COURT OF APPEAL OF THE STATE OF CALIFORNIA SECOND APPELLATE DISTRICT DIVISION TWO
Jan 28, 2021
60 Cal.App.5th 303 (Cal. Ct. App. 2021)

Opinion

B301802

01-28-2021

IN RE BRIANNA S. et al., Persons Coming Under the Juvenile Court Law. Los Angeles County Department of Children and Family Services, Plaintiff and Respondent, v. Mercedes G., Defendant and Appellant.

Amy Z. Tobin, under appointment by the Court of Appeal, for Defendant and Appellant. Mary C. Wickham, County Counsel, Kim Nemoy, Assistant County Counsel, and Stephen D. Watson, Deputy County Counsel, for Plaintiff and Respondent.


Amy Z. Tobin, under appointment by the Court of Appeal, for Defendant and Appellant.

Mary C. Wickham, County Counsel, Kim Nemoy, Assistant County Counsel, and Stephen D. Watson, Deputy County Counsel, for Plaintiff and Respondent.

HOFFSTADT, J. A juvenile court places a child who has been declared a dependent with a relative and declares the relative to be a "de facto parent." When the social services agency later seeks to remove the child from the relative, which set of procedures should the juvenile court follow—those set forth in Welfare and Institutions Code section 385 or those set forth in section 387? We conclude that section 387 governs. Although the juvenile court followed the incorrect procedures in this case, its error was not prejudicial. Accordingly, we affirm the removal orders in this case.

All further statutory references are to the Welfare and Institutions Code unless otherwise indicated.

FACTS AND PROCEDURAL BACKGROUND

I. The Family

Melanie M. (mother) and Bobby S. (father) have six children, three of whom are at issue in this case—12-year-old Brianna, eight-year-old Amanda, and seven-year-old Nature. Mercedes G. is the maternal grandmother (grandmother).

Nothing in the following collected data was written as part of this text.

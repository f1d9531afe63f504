// crates/arena_host/src/input/keys.rs
use std::fmt;
use std::str::FromStr;

use crate::error::HostError;

/// Physical inputs a binding can name. Mouse buttons are keys too, so the
/// map and the poller do not need a second path for them.
#[derive(Clone, Copy, Debug, PartialEq, Eq, Hash, PartialOrd, Ord)]
pub enum KeyCode {
    KeyW,
    KeyA,
    KeyS,
    KeyD,
    KeyJ,
    KeyK,
    ArrowUp,
    ArrowDown,
    ArrowLeft,
    ArrowRight,
    ShiftLeft,
    Space,
    Enter,
    Escape,
    MouseLeft,
    MouseRight,
}

impl KeyCode {
    pub const ALL: [KeyCode; 16] = [
        KeyCode::KeyW,
        KeyCode::KeyA,
        KeyCode::KeyS,
        KeyCode::KeyD,
        KeyCode::KeyJ,
        KeyCode::KeyK,
        KeyCode::ArrowUp,
        KeyCode::ArrowDown,
        KeyCode::ArrowLeft,
        KeyCode::ArrowRight,
        KeyCode::ShiftLeft,
        KeyCode::Space,
        KeyCode::Enter,
        KeyCode::Escape,
        KeyCode::MouseLeft,
        KeyCode::MouseRight,
    ];

    pub fn name(self) -> &'static str {
        match self {
            KeyCode::KeyW => "W",
            KeyCode::KeyA => "A",
            KeyCode::KeyS => "S",
            KeyCode::KeyD => "D",
            KeyCode::KeyJ => "J",
            KeyCode::KeyK => "K",
            KeyCode::ArrowUp => "Up",
            KeyCode::ArrowDown => "Down",
            KeyCode::ArrowLeft => "Left",
            KeyCode::ArrowRight => "Right",
            KeyCode::ShiftLeft => "LeftShift",
            KeyCode::Space => "Space",
            KeyCode::Enter => "Enter",
            KeyCode::Escape => "Escape",
            KeyCode::MouseLeft => "MouseLeft",
            KeyCode::MouseRight => "MouseRight",
        }
    }
}

impl fmt::Display for KeyCode {
    fn fmt(&self, f: &mut fmt::Formatter<'_>) -> fmt::Result {
        f.write_str(self.name())
    }
}

impl FromStr for KeyCode {
    type Err = HostError;

    /// Case-insensitive match on the names used in bindings and scripts.
    fn from_str(s: &str) -> Result<Self, Self::Err> {
        KeyCode::ALL
            .into_iter()
            .find(|key| key.name().eq_ignore_ascii_case(s))
            .ok_or_else(|| HostError::UnknownKey(s.to_string()))
    }
}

II. Juvenile Court's Assertion of Dependency Jurisdiction

The juvenile court declared all three children to be dependents based on the parents’ domestic violence and substance abuse. Brianna has been a dependent since September 2011; Amanda, since October 2012; and Nature, since June 2016.

III. Grandmother Becomes a De Facto Parent and Takes Custody of Children

In May 2015, grandmother asked the juvenile court to declare her a de facto parent. The court granted her request in July 2015. The juvenile court placed all three children with grandmother in July 2016.

The juvenile court for a time issued an order prohibiting the children from being removed from grandmother's custody, but later rescinded that order.

IV. Grandmother's Care of Children

While in grandmother's care, the mental or emotional health of all three children has deteriorated.

Brianna now "isolates herself" and is "very disrespectful" to others, often using profanity.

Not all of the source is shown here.